** Task goal **
Exactly reproduce the lines from the top of the entries below through the line containing "use crate::config::DatabaseConfig;", with both ends included.

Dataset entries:
######

//! PostgreSQL implementation of the subscription store and delivery log.

use async_trait::async_trait;
use chrono::{DateTime, Utc};
use sqlx::{postgres::PgPoolOptions, PgPool};
use uuid::Uuid;

use super::models::{DeliveryStatus, WebhookDelivery, WebhookSubscription};
use super::store::{DeliveryLog, SubscriptionStore};
use crate::config::DatabaseConfig;
use crate::error::{CourierError, Result};

/// Subscriptions and delivery records in PostgreSQL.
#[derive(Clone)]
pub struct PgWebhookStore {
    pool: PgPool,
}

impl PgWebhookStore {
    /// Create a connection pool from configuration.
    pub async fn connect(config: &DatabaseConfig) -> Result<Self> {
        let pool = PgPoolOptions::new()
            .max_connections(config.max_connections)
            .min_connections(config.min_connections)
            .acquire_timeout(std::time::Duration::from_secs(5))
            .connect(&config.url)
            .await?;

        Ok(Self { pool })
    }

    pub fn from_pool(pool: PgPool) -> Self {
        Self { pool }
    }

    /// Run the embedded migrations.
    pub async fn migrate(&self) -> Result<()> {
        sqlx::migrate!("./migrations")
            .run(&self.pool)
            .await
            .map_err(|e| CourierError::from(sqlx::Error::Migrate(Box::new(e))))?;
        Ok(())
    }

    pub fn pool(&self) -> &PgPool {
        &self.pool
    }
}

#[derive(Debug, sqlx::FromRow)]
struct SubscriptionRow {
    id: Uuid,
    url: String,
    events: Vec<String>,
    secret: String,
    description: Option<String>,
    is_active: bool,
    metadata: serde_json::Value,
    created_at: DateTime<Utc>,
    updated_at: DateTime<Utc>,
}

impl From<SubscriptionRow> for WebhookSubscription {
    fn from(row: SubscriptionRow) -> Self {
        Self {
            id: row.id,
            url: row.url,
            events: row.events.into_iter().collect(),
            secret: row.secret,
            description: row.description,
            is_active: row.is_active,
            metadata: row.metadata,
            created_at: row.created_at,
            updated_at: row.updated_at,
        }
    }
}

#[derive(Debug, sqlx::FromRow)]
struct DeliveryRow {
    id: Uuid,
    webhook_id: Uuid,
    event: String,
    payload: String,
    attempt: i32,
    status: String,
    status_code: Option<i32>,
    response: Option<String>,
    error: Option<String>,
    duration_ms: Option<i64>,
    created_at: DateTime<Utc>,
}

impl TryFrom<DeliveryRow> for WebhookDelivery {
    type Error = CourierError;

    fn try_from(row: DeliveryRow) -> Result<Self> {
        Ok(Self {
            id: row.id,
            webhook_id: row.webhook_id,
            event: row.event,
            payload: row.payload,
            attempt: row.attempt.max(0) as u32,
            status: row.status.parse()?,
            status_code: row.status_code.and_then(|c| u16::try_from(c).ok()),
            response: row.response,
            error: row.error,
            duration_ms: row.duration_ms.map(|d| d.max(0) as u64),
            created_at: row.created_at,
        })
    }
}

const SUBSCRIPTION_COLUMNS: &str =
    "id, url, events, secret, description, is_active, metadata, created_at, updated_at";

#[async_trait]
impl SubscriptionStore for PgWebhookStore {
    async fn create(&self, subscription: WebhookSubscription) -> Result<WebhookSubscription> {
        sqlx::query(
            r#"
            INSERT INTO webhook_subscriptions
                (id, url, events, secret, description, is_active, metadata, created_at, updated_at)
            VALUES ($1, $2, $3, $4, $5, $6, $7, $8, $9)
            "#,
        )
        .bind(subscription.id)
        .bind(&subscription.url)
        .bind(subscription.events.iter().cloned().collect::<Vec<_>>())
        .bind(&subscription.secret)
        .bind(&subscription.description)
        .bind(subscription.is_active)
        .bind(&subscription.metadata)
        .bind(subscription.created_at)
        .bind(subscription.updated_at)
        .execute(&self.pool)
        .await?;

        Ok(subscription)
    }

    async fn get(&self, id: Uuid) -> Result<Option<WebhookSubscription>> {
        let row = sqlx::query_as::<_, SubscriptionRow>(&format!(
            "SELECT {} FROM webhook_subscriptions WHERE id = $1",
            SUBSCRIPTION_COLUMNS
        ))
        .bind(id)
        .fetch_optional(&self.pool)
        .await?;

        Ok(row.map(Into::into))
    }

    async fn list(&self) -> Result<Vec<WebhookSubscription>> {
        let rows = sqlx::query_as::<_, SubscriptionRow>(&format!(
            "SELECT {} FROM webhook_subscriptions ORDER BY created_at, id",
            SUBSCRIPTION_COLUMNS
        ))
        .fetch_all(&self.pool)
        .await?;

        Ok(rows.into_iter().map(Into::into).collect())
    }

    async fn list_active_for_event(&self, event: &str) -> Result<Vec<WebhookSubscription>> {
        let rows = sqlx::query_as::<_, SubscriptionRow>(&format!(
            "SELECT {} FROM webhook_subscriptions \
             WHERE is_active AND $1 = ANY(events) ORDER BY created_at, id",
            SUBSCRIPTION_COLUMNS
        ))
        .bind(event)
        .fetch_all(&self.pool)
        .await?;

        Ok(rows.into_iter().map(Into::into).collect())
    }

    async fn update(&self, subscription: WebhookSubscription) -> Result<WebhookSubscription> {
        let result = sqlx::query(
            r#"
            UPDATE webhook_subscriptions
            SET url = $2, events = $3, secret = $4, description = $5,
                is_active = $6, metadata = $7, updated_at = $8
            WHERE id = $1
            "#,
        )
        .bind(subscription.id)
        .bind(&subscription.url)
        .bind(subscription.events.iter().cloned().collect::<Vec<_>>())
        .bind(&subscription.secret)
        .bind(&subscription.description)
        .bind(subscription.is_active)
        .bind(&subscription.metadata)
        .bind(subscription.updated_at)
        .execute(&self.pool)
        .await?;

        if result.rows_affected() == 0 {
            return Err(CourierError::subscription_not_found(subscription.id));
        }
        Ok(subscription)
    }

    async fn delete(&self, id: Uuid) -> Result<bool> {
        let result = sqlx::query("DELETE FROM webhook_subscriptions WHERE id = $1")
            .bind(id)
            .execute(&self.pool)
            .await?;

        Ok(result.rows_affected() > 0)
    }
}

#[async_trait]
impl DeliveryLog for PgWebhookStore {
    async fn record(&self, delivery: WebhookDelivery) -> Result<()> {
        sqlx::query(
            r#"
            INSERT INTO webhook_deliveries
                (id, webhook_id, event, payload, attempt, status, status_code,
                 response, error, duration_ms, created_at)
            VALUES ($1, $2, $3, $4, $5, $6, $7, $8, $9, $10, $11)
            "#,
        )
        .bind(delivery.id)
        .bind(delivery.webhook_id)
        .bind(&delivery.event)
        .bind(&delivery.payload)
        .bind(delivery.attempt as i32)
        .bind(delivery.status.as_str())
        .bind(delivery.status_code.map(i32::from))
        .bind(&delivery.response)
        .bind(&delivery.error)
        .bind(delivery.duration_ms.map(|d| d as i64))
        .bind(delivery.created_at)
        .execute(&self.pool)
        .await?;

        Ok(())
    }

    async fn list_for_webhook(&self, webhook_id: Uuid) -> Result<Vec<WebhookDelivery>> {
        let rows = sqlx::query_as::<_, DeliveryRow>(
            r#"
            SELECT id, webhook_id, event, payload, attempt, status, status_code,
                   response, error, duration_ms, created_at
            FROM webhook_deliveries
            WHERE webhook_id = $1
            ORDER BY created_at, attempt
            "#,
        )
        .bind(webhook_id)
        .fetch_all(&self.pool)
        .await?;

        rows.into_iter().map(WebhookDelivery::try_from).collect()
    }
}

#[cfg(test)]
mod tests {
    use super::*;

    #[test]
    fn test_delivery_row_conversion() {
        let row = DeliveryRow {
            id: Uuid::new_v4(),
            webhook_id: Uuid::new_v4(),
            event: "order.created".into(),
            payload: "{}".into(),
            attempt: 2,
            status: "failed".into(),
            status_code: Some(503),
            response: None,
            error: Some("HTTP 503".into()),
            duration_ms: Some(12),
            created_at: Utc::now(),
        };

        let delivery = WebhookDelivery::try_from(row).unwrap();
        assert_eq!(delivery.attempt, 2);
        assert_eq!(delivery.status, DeliveryStatus::Failed);
        assert_eq!(delivery.status_code, Some(503));
    }

    #[test]
    fn test_delivery_row_rejects_unknown_status() {
        let row = DeliveryRow {
            id: Uuid::new_v4(),
            webhook_id: Uuid::new_v4(),
            event: "e".into(),
            payload: "{}".into(),
            attempt: 1,
            status: "pending".into(),
            status_code: None,
            response: None,
            error: None,
            duration_ms: None,
            created_at: Utc::now(),
        };
        assert!(WebhookDelivery::try_from(row).is_err());
    }

    #[test]
    fn test_subscription_row_conversion() {
        let now = Utc::now();
        let row = SubscriptionRow {
            id: Uuid::new_v4(),
            url: "https://example.com".into(),
            events: vec!["b".into(), "a".into(), "a".into()],
            secret: "s".into(),
            description: Some("orders".into()),
            is_active: true,
            metadata: serde_json::json!({"team": "billing"}),
            created_at: now,
            updated_at: now,
        };
        let sub = WebhookSubscription::from(row);
        assert_eq!(sub.events.iter().collect::<Vec<_>>(), vec!["a", "b"]);
    }
}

######

** Response box **
//! PostgreSQL implementation of the subscription store and delivery log.

use async_trait::async_trait;
use chrono::{DateTime, Utc};
use sqlx::{postgres::PgPoolOptions, PgPool};
use uuid::Uuid;

use super::models::{DeliveryStatus, WebhookDelivery, WebhookSubscription};
use super::store::{DeliveryLog, SubscriptionStore};
use crate::config::DatabaseConfig;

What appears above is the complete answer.